I have fly fished in the salt almost exclusively for 10 years now, and do 90% of my fishing with either a 10 year old St. Croix Legend Ultra 8 wt. (my first fly rod) or a 7 weight that I built on a Batson RX8 blank.  I've done an awful lot of fly casting, just not on many different rods, so I'm not familiar with differences in makes of rods.  In other words, I'm not really a gear junkie.

So my problem is this... I have fished the BVK twice now with a Royal Wulff Bermuda Triangle line (same line that I fish on the Legend Ultra and my 10 wt. Winston), and just cannot seem to connect with it. My casts are shorter and I cannot carry nearly as much line as I can on my other 3 rods.  I know everyone has a different casting stroke which plays into rod preferences, but I really want to like this rod.

Here's the question - should I keep trying to connect with the rod and see if it grows on me, or just chalk it up to the fact that the rod doesn't suit me for whatever reason?  Right now, I am leaning toward selling the BVK and building another rod on a Batson blank, but DAMN I want to love this rod!
Pete


----------



## fishnride883 (Mar 20, 2012)

I had a bvk 9wt its not bad, I was using SA tropical bonefish and it casted well (above 70* chilly days were tough) I am not familiar with tje bermuda triangle but try pairing it with a different line, SAredfish taper would be a start.


----------



## el9surf (Dec 23, 2008)

You probably just need to find the right line for the rod blank.

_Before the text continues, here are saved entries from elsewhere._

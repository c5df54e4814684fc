use tokio::net::TcpListener;
use tracing_subscriber::{fmt, layer::SubscriberExt, util::SubscriberInitExt, EnvFilter};

#[tokio::main]
async fn main() -> Result<(), std::io::Error> {
    tracing_subscriber::registry()
        .with(EnvFilter::try_from_default_env().unwrap_or_else(|_| "mock_server=info".into()))
        .with(fmt::layer())
        .init();

    let port = std::env::var("PORT").unwrap_or_else(|_| "3000".to_string());
    let addr = format!("127.0.0.1:{port}");
    let listener = TcpListener::bind(&addr).await?;
    tracing::info!(%addr, "rental mock server listening");
    mock_server::run(listener).await
}
//! Persistence layer for the Gemforge idle economy.
//!
//! Two kinds of durable state back a play session:
//!
//! - **Scalar slots** -- small independent key/value entries (total gems,
//!   last shutdown checkpoint, active factory count). Each slot is read and
//!   written on its own; there is no transactional grouping across slots, so
//!   a crash between writes can leave them mutually inconsistent. The
//!   reconciler tolerates that.
//! - **Save document** -- a structured, human-readable JSON document holding
//!   per-factory state. Absence of the document is a valid state meaning
//!   "first run".
//!
//! Both live behind the [`SaveStore`] trait. [`FileStore`] is the production
//! implementation (two JSON files in a save directory, synchronous
//! write-through). [`MemoryStore`] backs tests and supports failure
//! injection for exercising storage-unavailable paths.

pub mod document;
pub mod file;
pub mod memory;
pub mod store;

pub use document::{FactoryState, SaveDocument};
pub use file::FileStore;
pub use memory::MemoryStore;
pub use store::{SaveStore, StoreError};
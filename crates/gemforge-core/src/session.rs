//! Session assembly: one ledger, one registry, one store, one clock.
//!
//! The session is the seam where everything the rest of the crate keeps
//! pure gets wired together for a process lifetime. It owns exactly one
//! instance of each collaborator -- explicit construction, no global
//! singletons -- and implements the three lifecycle hooks a host loop
//! drives:
//!
//! - [`Lifecycle::on_start`] -- startup reconciliation (offline catch-up).
//! - [`Lifecycle::on_tick`] -- feed elapsed time to the production driver.
//! - [`Lifecycle::on_stop`] -- durable shutdown checkpoint.
//!
//! Write-through persistence of the gem total and the outbound
//! notifications both live here: crediting paths persist the new total
//! (logging and continuing on storage failure) and emit `GemsChanged`.

use crate::clock::{Clock, Seconds};
use crate::config::GameConfig;
use crate::error::SessionError;
use crate::event::{Notification, NotificationBus};
use crate::factory::FactoryId;
use crate::ledger::GemLedger;
use crate::reconcile::{StartupReport, checkpoint_shutdown, reconcile_startup};
use crate::registry::FactoryRegistry;
use gemforge_persist::SaveStore;
use tracing::warn;

/// The three hooks the host loop invokes. The core never assumes it is
/// running inside a larger framework; whoever owns the real loop calls
/// these.
pub trait Lifecycle {
    /// Called once before the first tick.
    fn on_start(&mut self);

    /// Called once per host callback with elapsed real time.
    fn on_tick(&mut self, dt: Seconds);

    /// Called once at clean exit or explicit teardown.
    fn on_stop(&mut self);
}

/// A running game session.
#[derive(Debug)]
pub struct Session<C: Clock, S: SaveStore> {
    clock: C,
    store: S,
    config: GameConfig,
    ledger: GemLedger,
    registry: FactoryRegistry,
    bus: NotificationBus,
    startup_report: Option<StartupReport>,
}

impl<C: Clock, S: SaveStore> Session<C, S> {
    /// Wire a session. Nothing is read from the store until `on_start`.
    pub fn new(clock: C, store: S, config: GameConfig) -> Self {
        let registry = FactoryRegistry::new(config.tick_interval);
        Self {
            clock,
            store,
            config,
            ledger: GemLedger::new(),
            registry,
            bus: NotificationBus::new(),
            startup_report: None,
        }
    }

    /// Register a passive listener for outbound notifications.
    pub fn subscribe(&mut self, listener: impl FnMut(&Notification) + 'static) {
        self.bus.subscribe(listener);
    }

    /// What startup reconciliation did, once `on_start` has run.
    pub fn startup_report(&self) -> Option<&StartupReport> {
        self.startup_report.as_ref()
    }

    pub fn ledger(&self) -> &GemLedger {
        &self.ledger
    }

    pub fn registry(&self) -> &FactoryRegistry {
        &self.registry
    }

    pub fn config(&self) -> &GameConfig {
        &self.config
    }

    /// Read-only display text for the gem total (K/M abbreviated).
    pub fn gems_display_text(&self) -> String {
        self.ledger.display_text()
    }

    /// Inbound "build factory" action from the display layer.
    ///
    /// On failure, emits a user-facing message and returns the typed error;
    /// nothing is mutated. On success the spent-down total is persisted
    /// write-through and `GemsChanged` fires.
    pub fn build_factory(&mut self) -> Result<FactoryId, SessionError> {
        let now = self.clock.now();
        match self
            .registry
            .build_factory(&self.config, now, &mut self.ledger)
        {
            Ok(id) => {
                self.persist_gems();
                self.persist_factory_count();
                self.bus.emit(Notification::GemsChanged {
                    total: self.ledger.total(),
                });
                Ok(id)
            }
            Err(e) => {
                let text = match e {
                    crate::error::BuildError::InsufficientGems => "Don't have enough gems",
                    crate::error::BuildError::FactoryLimitReached => "No room for more factories",
                };
                self.bus.emit(Notification::Message {
                    text: text.into(),
                    success: false,
                });
                Err(e.into())
            }
        }
    }

    /// Inbound "upgrade factory" action from the display layer.
    pub fn upgrade_factory(&mut self, id: FactoryId) -> Result<(), SessionError> {
        let Some(factory) = self.registry.get_mut(id) else {
            return Err(SessionError::UnknownFactory(id));
        };
        match factory.upgrade(&mut self.ledger) {
            Ok(()) => {
                self.persist_gems();
                self.bus.emit(Notification::GemsChanged {
                    total: self.ledger.total(),
                });
                self.bus.emit(Notification::Message {
                    text: "Level upgraded".into(),
                    success: true,
                });
                Ok(())
            }
            Err(e) => {
                let text = match e {
                    crate::error::UpgradeError::InsufficientGems => "Don't have enough gems",
                    crate::error::UpgradeError::MaxLevelReached => "Already at max level",
                };
                self.bus.emit(Notification::Message {
                    text: text.into(),
                    success: false,
                });
                Err(e.into())
            }
        }
    }

    /// Write-through of the gem total. A failure costs durability for this
    /// interval only; the in-memory total stays authoritative and the next
    /// checkpoint retries.
    fn persist_gems(&mut self) {
        if let Err(e) = self.store.write_gems(self.ledger.total()) {
            warn!(error = %e, "failed to persist gem total; continuing in memory");
        }
    }

    fn persist_factory_count(&mut self) {
        if let Err(e) = self.store.write_factory_count(self.registry.len() as u32) {
            warn!(error = %e, "failed to persist factory count; continuing in memory");
        }
    }
}

impl<C: Clock, S: SaveStore> Lifecycle for Session<C, S> {
    fn on_start(&mut self) {
        let now = self.clock.now();
        let report = reconcile_startup(
            &mut self.store,
            now,
            &self.config,
            &mut self.registry,
            &mut self.ledger,
        );
        self.startup_report = Some(report);
        self.bus.emit(Notification::GemsChanged {
            total: self.ledger.total(),
        });
    }

    fn on_tick(&mut self, dt: Seconds) {
        let now = self.clock.now();
        let credited = self
            .registry
            .advance(dt, now, &mut self.ledger, &mut self.bus);
        if credited > 0 {
            self.persist_gems();
            self.bus.emit(Notification::GemsChanged {
                total: self.ledger.total(),
            });
        }
    }

    fn on_stop(&mut self) {
        let now = self.clock.now();
        checkpoint_shutdown(&mut self.store, now, &self.ledger, &self.registry);
    }
}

I have an 8 wt ultra legend as well and it's a fast rod. After purchasing a G loomis 8wt cross current and casting two different 8wt lines I previously used on the ultra legend I was ready to get rid of the new rod. It felt like a wet noodle and my distance was horrible.

As it turned out a 7 wt cortland bonefish line was the perfect fit for the new Loomis 8wt. That and slowing my casting stroke down a bit to let the rod load more.

It sounds like it's a combo of a slower blank than you are used to, as well as the line possibly not being true to the advertised 9wt. For distance try and find a line taper with a longer body. Also look to see the grain weight for your current line in comparison to some of the other 9wt lines from different manufacturers. The head weight of a 9wt line with one company isn't equal the the head weight of 9 weight from a different company. Also not equal from model to model ex: redfish to bonefish, saltwater ........


----------



## Virnut (Nov 8, 2012)

I have dealt with this same problem from different model rods of the same manufacturer.
I chalk it up to simply getting used to the rods action/breaking it in. 
I know it sounds dumb but rods actually need to be broken in.
(again this is my personal experience)
With that said I got first dibs on the rod when you decide to sell


----------



## kylepyro (Oct 27, 2010)

I have a wulff ambush on my 7wt and it casts fine. One point is that I have a 6wt on my 7wt rod. Not really sure how the ambush taper stacks up against the btt.

Biggest adjustment I have to make is to slow everything WAY down. My 6wt rod is a glx and my 8wt is an XI 2, both much faster rods imo. Next time your out with it, just put 40 feet of line in the air and keep it there. Notice how soft the tip of the bvk is? Now just slow your whole pace down and see if that doesnt work better. 

Thats what worked for me, but I will be the first to admit, I'm not the worlds best caster.


----------



## KnotHome (Jul 21, 2009)

I was just talking to a friend this evening that mentioned loving his Axioms, but that he never could get the feel of a BVK. He felt it was his stroke and that it was best complimented by the Axiom.


----------



## narwhal (Jul 4, 2012)

The answer may be a less aggressive taper. You are likely overpowering the rod with teh triangle taper. 

Try another line. In freshwater, BVKs like lines that are true to weight instead of 1/2 a line wt heavy.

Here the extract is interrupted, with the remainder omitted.